The Jerusalem Post

Kenyan court may have to settle presidenti­al race

- • By AYENAT MERSIE and GEORGE OBULUTSA

KISUMU/NAIROBI (Reuters) – Kenya braced on Tuesday for a protracted legal battle after William Ruto was declared the victor in a closely fought presidenti­al race over the objections of more than half the electoral commission, stoking fears of political violence.

With memories still fresh of past postelecti­on bloodshed in usually stable Kenya, defeated candidate Raila Odinga is under local and internatio­nal pressure to call for calm and seek to resolve any concerns over the election outcome in the courts.

The veteran opposition leader, who lost his fifth bid for the presidency, was to address the media in the afternoon, his spokesman said on Twitter.

In the western city of Kisumu and Nairobi’s huge Kibera slum, both Odinga stronghold­s, calm returned to the streets after protesters battled police and burned tires overnight.

Businesses were open as normal in most of the country, and people in areas that voted overwhelmi­ngly for Ruto were in a celebrator­y mood.

The dramatic events of Monday, which saw Ruto declared president by a tiny margin as a split emerged in the electoral commission overseeing the August 9 vote, have raised fears of violence like that seen after disputed polls in 2007 and 2017.

African diplomats were among those calling for a peaceful resolution, adding their voices to those of the United Nations and the US Embassy in Kenya.

“In my view it is over,” one African diplomat said. “Kenyans don’t want it [the electoral process] to drag.”

The four commission­ers who disowned the election results also said on Monday that the parties should seek resolution through the courts.

Another diplomat said: “I think all messaging [to Odinga] is in the same direction. He would be mad to trot out the same strategies as 2017” – a reference to Odinga’s call for mass street protests after losing the last presidenti­al election.

Then, more than 100 people were killed after the Supreme Court overturned the result, citing anomalies in the voting process. A decade earlier, more than 1,200 people were killed in widespread violence after the 2007 presidenti­al vote.

Makau Mutua, the head of Odinga’s campaign think tank, said officials of his Azimio La Umoja (Declaratio­n of Unity) Alliance were discussing a course of action.

“We are consulting among ourselves,” he told Reuters by phone. “It is a top-line issue... all options are on the table. No option has been ruled out at this moment.”

Mutua said the message sent by the four commission­ers who disowned the results was that “the chair of the commission does not have the authority to decide unilateral­ly the final results of the election.”

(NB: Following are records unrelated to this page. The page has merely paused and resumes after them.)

use crate::any_value::AnyValue;
use crate::error::MapError;
use std::sync::Arc;

/// The backing-store contract.
///
/// Implementations hold type-erased values and provide a single atomic
/// compound primitive, [`compute`](Store::compute), from which every
/// read-then-conditionally-write operation is built. Atomicity is per key.
///
/// The closure passed to `compute` runs while the store holds whatever
/// guards its key. Calling back into the same store from inside it deadlocks
/// [`SymbolMap`](crate::SymbolMap) and may deadlock a `DashMap`.
pub trait Store<K> {
    /// Returns the raw value stored under `key`
    fn get(&self, key: &K) -> Result<Option<AnyValue>, MapError>;

    /// Writes `value`, returning the raw value it displaced
    fn put(&self, key: K, value: AnyValue) -> Result<Option<AnyValue>, MapError>;

    /// Removes the entry, returning its raw value
    fn remove(&self, key: &K) -> Result<Option<AnyValue>, MapError>;

    fn clear(&self) -> Result<(), MapError>;

    fn len(&self) -> Result<usize, MapError>;

    /// Atomically replaces the entry under `key` by the outcome of `f`.
    ///
    /// `f` sees the current raw value; returning `Ok(None)` removes the entry,
    /// returning an error leaves it untouched. The value now stored is
    /// returned.
    fn compute<E, F>(&self, key: K, f: F) -> Result<Option<AnyValue>, E>
    where
        E: From<MapError>,
        F: FnOnce(Option<&AnyValue>) -> Result<Option<AnyValue>, E>;

    fn is_empty(&self) -> Result<bool, MapError> {
        Ok(self.len()? == 0)
    }

    fn contains_key(&self, key: &K) -> Result<bool, MapError> {
        Ok(self.get(key)?.is_some())
    }

    /// Installs `value` if the key is vacant, otherwise stores
    /// `f(value, current)` or removes the entry when that is `None`
    fn merge<F>(&self, key: K, value: AnyValue, f: F) -> Result<Option<AnyValue>, MapError>
    where
        F: FnOnce(&AnyValue, &AnyValue) -> Option<AnyValue>,
    {
        self.compute(key, |current| {
            Ok::<_, MapError>(match current {
                Some(current) => f(&value, current),
                None => Some(value.clone()),
            })
        })
    }

    /// Writes `value` only if the key is vacant, returning the occupant
    /// otherwise
    fn put_if_absent(&self, key: K, value: AnyValue) -> Result<Option<AnyValue>, MapError> {
        let mut occupant = None;
        self.compute(key, |current| {
            occupant = current.cloned();
            Ok::<_, MapError>(Some(current.cloned().unwrap_or(value)))
        })?;
        Ok(occupant)
    }

    /// Writes `value` only if the key is occupied, returning the raw value it
    /// displaced
    fn replace(&self, key: K, value: AnyValue) -> Result<Option<AnyValue>, MapError> {
        let mut previous = None;
        self.compute(key, |current| {
            previous = current.cloned();
            Ok::<_, MapError>(current.map(|_| value))
        })?;
        Ok(previous)
    }

    /// Writes `value` only if the current value satisfies `expected`
    fn replace_if<P>(&self, key: K, expected: P, value: AnyValue) -> Result<bool, MapError>
    where
        P: FnOnce(&AnyValue) -> bool,
    {
        let mut replaced = false;
        self.compute(key, |current| {
            let Some(current) = current else {
                return Ok::<_, MapError>(None);
            };
            if expected(current) {
                replaced = true;
                return Ok(Some(value));
            }
            Ok(Some(current.clone()))
        })?;
        Ok(replaced)
    }

    /// Removes the entry only if its value satisfies `predicate`
    fn remove_if<P>(&self, key: K, predicate: P) -> Result<bool, MapError>
    where
        P: FnOnce(&AnyValue) -> bool,
    {
        let mut removed = false;
        self.compute(key, |current| {
            let Some(current) = current else {
                return Ok::<_, MapError>(None);
            };
            if predicate(current) {
                removed = true;
                return Ok(None);
            }
            Ok(Some(current.clone()))
        })?;
        Ok(removed)
    }
}

impl<K, S> Store<K> for Arc<S>
where
    S: Store<K> + ?Sized,
{
    fn get(&self, key: &K) -> Result<Option<AnyValue>, MapError> {
        (**self).get(key)
    }

    fn put(&self, key: K, value: AnyValue) -> Result<Option<AnyValue>, MapError> {
        (**self).put(key, value)
    }

    fn remove(&self, key: &K) -> Result<Option<AnyValue>, MapError> {
        (**self).remove(key)
    }

    fn clear(&self) -> Result<(), MapError> {
        (**self).clear()
    }

    fn len(&self) -> Result<usize, MapError> {
        (**self).len()
    }

    fn compute<E, F>(&self, key: K, f: F) -> Result<Option<AnyValue>, E>
    where
        E: From<MapError>,
        F: FnOnce(Option<&AnyValue>) -> Result<Option<AnyValue>, E>,
    {
        (**self).compute(key, f)
    }
}

/// A view of a store that refuses every write with `MapError::ReadOnly`
#[derive(Clone, Debug)]
pub struct ReadOnly<S> {
    inner: S,
}

impl<S> ReadOnly<S> {
    /// Wraps a store, refusing every write through the wrapper
    pub fn new(inner: S) -> Self {
        Self { inner }
    }

    /// The wrapped store
    pub fn inner(&self) -> &S {
        &self.inner
    }
}

impl<K, S: Store<K>> Store<K> for ReadOnly<S> {
    fn get(&self, key: &K) -> Result<Option<AnyValue>, MapError> {
        self.inner.get(key)
    }

    fn put(&self, _key: K, _value: AnyValue) -> Result<Option<AnyValue>, MapError> {
        Err(MapError::ReadOnly)
    }

    fn remove(&self, _key: &K) -> Result<Option<AnyValue>, MapError> {
        Err(MapError::ReadOnly)
    }

    fn clear(&self) -> Result<(), MapError> {
        Err(MapError::ReadOnly)
    }

    fn len(&self) -> Result<usize, MapError> {
        self.inner.len()
    }

    fn compute<E, F>(&self, _key: K, _f: F) -> Result<Option<AnyValue>, E>
    where
        E: From<MapError>,
        F: FnOnce(Option<&AnyValue>) -> Result<Option<AnyValue>, E>,
    {
        Err(MapError::ReadOnly.into())
    }
}

#[cfg(feature = "dashmap")]
mod concurrent {
    use super::Store;
    use crate::any_value::AnyValue;
    use crate::error::MapError;
    use crate::mappable::{Sink, Source};
    use dashmap::mapref::entry::Entry;
    use dashmap::DashMap;
    use std::hash::{BuildHasher, Hash};
    use tracing::trace;

    impl<K, S> Store<K> for DashMap<K, AnyValue, S>
    where
        K: Eq + Hash,
        S: BuildHasher + Clone,
    {
        fn get(&self, key: &K) -> Result<Option<AnyValue>, MapError> {
            Ok(DashMap::get(self, key).map(|entry| entry.value().clone()))
        }

        fn put(&self, key: K, value: AnyValue) -> Result<Option<AnyValue>, MapError> {
            Ok(DashMap::insert(self, key, value))
        }

        fn remove(&self, key: &K) -> Result<Option<AnyValue>, MapError> {
            Ok(DashMap::remove(self, key).map(|(_, value)| value))
        }

        fn clear(&self) -> Result<(), MapError> {
            DashMap::clear(self);
            Ok(())
        }

        fn len(&self) -> Result<usize, MapError> {
            Ok(DashMap::len(self))
        }

        fn compute<E, F>(&self, key: K, f: F) -> Result<Option<AnyValue>, E>
        where
            E: From<MapError>,
            F: FnOnce(Option<&AnyValue>) -> Result<Option<AnyValue>, E>,
        {
            // The entry guard holds the shard lock for the whole closure
            match self.entry(key) {
                Entry::Occupied(mut occupied) => match f(Some(occupied.get()))? {
                    Some(value) => {
                        occupied.insert(value.clone());
                        Ok(Some(value))
                    }
                    None => {
                        trace!("compute removed entry");
                        occupied.remove();
                        Ok(None)
                    }
                },
                Entry::Vacant(vacant) => match f(None)? {
                    Some(value) => {
                        vacant.insert(value.clone());
                        Ok(Some(value))
                    }
                    None => Ok(None),
                },
            }
        }
    }

    impl<K, S> Source<K> for DashMap<K, AnyValue, S>
    where
        K: Eq + Hash,
        S: BuildHasher + Clone,
    {
        fn pull(&self, key: &K) -> Option<AnyValue> {
            DashMap::get(self, key).map(|entry| entry.value().clone())
        }
    }

    impl<K, S> Sink<K> for DashMap<K, AnyValue, S>
    where
        K: Eq + Hash,
        S: BuildHasher + Clone,
    {
        fn push(&mut self, key: K, value: AnyValue) {
            DashMap::insert(self, key, value);
        }

        fn discard(&mut self, key: &K) {
            DashMap::remove(self, key);
        }
    }
}
//! # sovran-symbolmap
//!
//! Typed keys for heterogeneous maps.
//!
//! A *symbol* is a map key that also owns the rules for the values stored
//! under it: an idempotent adaptation that turns any value into a `T` or
//! refuses it, plus an optional fallback. Reads through a symbol always
//! return adapted values, and writes through a [`SymbolContext`] only ever
//! store values the symbol accepts.
//!
//! ## Key Features
//!
//! - **Adaptations, not casts**: an [`Adaptation`] may unify foreign
//!   representations (an `f64` into an `i32`, say) as long as it stays
//!   idempotent
//! - **Checked fallbacks**: a [`Provider`] refuses a fallback that does not
//!   survive its own adaptation, at construction time
//! - **Identity or identifier keys**: [`InternalSymbol`] and [`TaggedSymbol`]
//!   compare by identity, [`ExternalSymbol`] by a published identifier
//! - **Self-adapting values**: a [`Selecting`] provider asks an [`Adaptable`]
//!   value for the representation it needs
//! - **Atomic mutation**: every read-then-write in [`SymbolContext`] goes
//!   through the store's single [`Store::compute`] primitive
//! - **Pluggable stores**: [`SymbolMap`] by default, `DashMap` behind the
//!   `dashmap` feature, or any [`Store`] implementation
//!
//! ## Usage Examples
//!
//! ### Basic Usage
//!
//! ```rust
//! use sovran_symbolmap::prelude::*;
//!
//! fn main() -> Result<(), MapError> {
//!     let user = InternalSymbol::named("user", Downcasting::<String>::to());
//!     let retries = InternalSymbol::named(
//!         "retries",
//!         Downcasting::<u8>::define(|n| *n <= 5, || 3)?,
//!     );
//!
//!     let context = SymbolContext::<SymbolKey>::new();
//!     context.put(&user, "alice".to_string())?;
//!
//!     assert_eq!(context.get(&user)?, Some("alice".to_string()));
//!     assert_eq!(context.give(&retries)?, Some(3));
//!
//!     // Out of range: refused, nothing is written
//!     match context.put(&retries, 9) {
//!         Err(MapError::Adaptation(e)) => println!("refused: {}", e),
//!         other => panic!("unexpected: {:?}", other),
//!     }
//!     assert_eq!(context.get(&retries)?, None);
//!
//!     Ok(())
//! }
//! ```
//!
//! ### Unifying Foreign Values
//!
//! ```rust
//! use sovran_symbolmap::prelude::*;
//! use std::any::Any;
//!
//! fn int_value(o: &dyn Any) -> Option<i32> {
//!     o.downcast_ref::<f64>().map(|v| *v as i32)
//!         .or_else(|| o.downcast_ref::<String>().and_then(|s| s.parse().ok()))
//! }
//!
//! fn main() -> Result<(), MapError> {
//!     let port = ExternalSymbol::new("port", Unifying::<i32>::with_fallback_value(int_value, 80)?);
//!
//!     // Values written by someone who knew nothing about the symbol
//!     let raw = SymbolMap::<SymbolKey>::new();
//!     raw.put(SymbolKey::published("port"), AnyValue::new("8080".to_string()))?;
//!
//!     let context = SymbolContext::with_store(raw);
//!     assert_eq!(context.get(&port)?, Some(8080));
//!
//!     // Rewrites the slot with the adapted form
//!     assert_eq!(context.compute_if_present(&port, |_, p| Some(p))?, Some(8080));
//!     assert!(context.store().with(&SymbolKey::published("port"), |p: &i32| *p == 8080)?);
//!
//!     Ok(())
//! }
//! ```
//!
//! ### Plain Collections
//!
//! Symbols read from anything implementing [`Source`] and write to anything
//! implementing [`Sink`], including a `HashMap` or a function:
//!
//! ```rust
//! use sovran_symbolmap::prelude::*;
//! use std::collections::HashMap;
//!
//! let debug = ConstantMappable::new("debug", Downcasting::<bool>::to());
//!
//! let env = FnSource(|key: &&str| (*key == "debug").then(|| AnyValue::new(true)));
//! assert_eq!(debug.get(&env), Some(true));
//!
//! let mut copy: HashMap<&str, AnyValue> = HashMap::new();
//! debug.let_value(&mut copy, Some(&true));
//! assert_eq!(debug.get(&copy), Some(true));
//! ```
//!
//! ## Logging
//!
//! The crate emits [`tracing`] events and installs no subscriber: `warn` when
//! a provider is built with an inconsistent fallback, `debug` when a value is
//! refused or dropped, `trace` for provider construction and store removals.

mod adaptation;
mod any_value;
mod context;
mod downcasting;
mod error;
mod map;
mod mappable;
mod provider;
mod result;
mod selecting;
mod store;
mod symbol;

pub use adaptation::{Adaptation, SymbolValue};
pub use any_value::AnyValue;
pub use context::SymbolContext;
pub use downcasting::{Downcasting, Unifying};
pub use error::{AdaptationError, MapError};
pub use map::SymbolMap;
pub use mappable::{ConstantMappable, DynamicMappable, FnSink, FnSource, Mappable, Sink, Source};
pub use provider::{AdaptationProvider, AdaptationStrategy, Fallback, Provider, TypeTag};
pub use result::{AdaptationResult, Argument};
pub use selecting::{Adaptable, Adaptive, Selecting};
pub use store::{ReadOnly, Store};
pub use symbol::{ExternalSymbol, InternalSymbol, Symbol, SymbolKey, TaggedSymbol};

/// Glob import for the common surface
pub mod prelude {
    pub use crate::{
        Adaptable, AdaptationError, AdaptationProvider, AdaptationStrategy, Adaptive, AnyValue,
        ConstantMappable, Downcasting, ExternalSymbol, FnSink, FnSource, InternalSymbol, MapError,
        Mappable, Selecting, Store, Symbol, SymbolContext, SymbolKey, SymbolMap, TaggedSymbol,
        TypeTag, Unifying,
    };
}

Neither the chairman of the electoral commission, Wafula Chebukati, who declared Ruto the winner with 50.49% of the vote, versus 48.5% for Odinga, nor the four commission­ers who disowned the results responded to a Reuters request for comment.

Ruto and his running mate, Rigathi Gachagua, were president-elect and deputy president-elect, Chebukati said in the government’s official publicatio­n.

Ruto, the current deputy president and head of the Kenya Kwanza (Kenya First) Alliance, had appeared to be leading Odinga as Kenyans awaited final results of the election.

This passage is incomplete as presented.